The Seym's legislative activities assumed the form of various acts adopted by the legislative body. Those among them that might be closest to the present day idea of statutory law were the constitutiones. The statutory laws were also detectable under the name of uchwaly and among them - the uchwaly podatkowe (which referred to taxation). In the hierarchy of norms the position of uchwaly was considered to be inferior to constitutiones. Nevertheless they were adopted while following the procedure which was identic with that followed in case of the constitutiones and the political commentaries of the early 17[th] century identified them with the regular statutory laws.[16]
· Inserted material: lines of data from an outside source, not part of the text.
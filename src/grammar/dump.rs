// src/grammar/dump.rs
// Deterministic text rendering of a linked table.

use std::fmt::{self, Write};

use super::{Action, AdvanceMode, EndingMode, GrammarTable};

impl GrammarTable {
    pub fn dump(&self) -> String {
        let mut out = String::new();
        // fmt::Write for String never fails.
        let _ = self.write_dump(&mut out);
        out
    }

    pub fn write_dump(&self, f: &mut impl Write) -> fmt::Result {
        writeln!(f, "* properties")?;
        for p in &self.properties {
            writeln!(f, "\t{}:{}={}", p.index, p.name, p.value)?;
        }
        writeln!(f)?;

        writeln!(f, "* charsets")?;
        for c in &self.charsets {
            let ranges: Vec<String> = c
                .ranges
                .iter()
                .map(|(lo, hi)| format!("({lo}, {hi})"))
                .collect();
            writeln!(f, "\t{}:P={} R=[{}]", c.index, c.plane, ranges.join(", "))?;
        }
        writeln!(f)?;

        writeln!(f, "* symbols")?;
        for s in &self.symbols {
            writeln!(f, "\t{}:{} ({})", s.index, s.name, s.kind.name())?;
        }
        writeln!(f)?;

        writeln!(f, "* symbolgroups")?;
        for g in &self.groups {
            let nesting: Vec<String> = g.nesting.iter().map(|n| n.to_string()).collect();
            writeln!(
                f,
                "\t{}:{}={} {} {} {} {} [{}]",
                g.index,
                g.name,
                self.symbol(g.container).id(),
                self.symbol(g.start).id(),
                self.symbol(g.end).id(),
                match g.advance_mode {
                    AdvanceMode::Token => "Token",
                    AdvanceMode::Character => "Character",
                },
                match g.ending_mode {
                    EndingMode::Open => "Open",
                    EndingMode::Closed => "Closed",
                },
                nesting.join(", ")
            )?;
        }
        writeln!(f)?;

        writeln!(f, "* productions")?;
        for p in &self.productions {
            writeln!(f, "\t{}:{}", p.index, self.production_id(p.index))?;
        }
        writeln!(f)?;

        writeln!(f, "* initial states")?;
        writeln!(f, "\tdfainit = {}", self.dfa_init)?;
        writeln!(f, "\tlalrinit = {}", self.lalr_init)?;
        writeln!(f)?;

        writeln!(f, "* dfastates")?;
        for s in &self.dfa_states {
            let accept = s.accept.map(|a| self.symbol(a).id()).unwrap_or_default();
            let edges: Vec<String> = s
                .edges
                .iter()
                .map(|e| format!("{} -> {}", e.charset, e.target))
                .collect();
            writeln!(f, "\t{}: Accept({}) Edges({})", s.index, accept, edges.join("; "))?;
        }
        writeln!(f)?;

        writeln!(f, "* lalrstates")?;
        for s in &self.lalr_states {
            let actions: Vec<String> = s
                .actions
                .iter()
                .map(|a| {
                    let target = match a.action {
                        Action::Shift(t) | Action::Goto(t) => t.to_string(),
                        Action::Reduce(p) => p.to_string(),
                        Action::Accept => String::new(),
                    };
                    format!(
                        "{} -> {} : {}",
                        self.symbol(a.symbol).id(),
                        a.action.kind_name(),
                        target
                    )
                })
                .collect();
            writeln!(f, "\t{}: {}", s.index, actions.join("; "))?;
        }
        writeln!(f)
    }
}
The constitutiones were split into the public and private ones. The former were those that were of public nature and applied to everybody or at least to the inhabitants of a certain region while the latter were of private character (konstytucje prywatne). They tried to settle problems referring to specific individuals (their nobilitations, reversal of infamy imposed on someone, restoring someone's good name, rewards granted to a nobleman distinguished by some military attainments etc.).[17]

4.2 The legislative initiative and the role played by the Seymik (Dietine) in this respect

The legislative initiative was vested in all participants of the Seym, i. e. in the monarch, in the Senate and in the ziemskie deputies who represented the nobility brethren of the respective provinces referred to as ziemias (also województwas). It was exactly the Seymik that functioned as the assembly at which the local nobles used to rally before the convening of the Seym.[18]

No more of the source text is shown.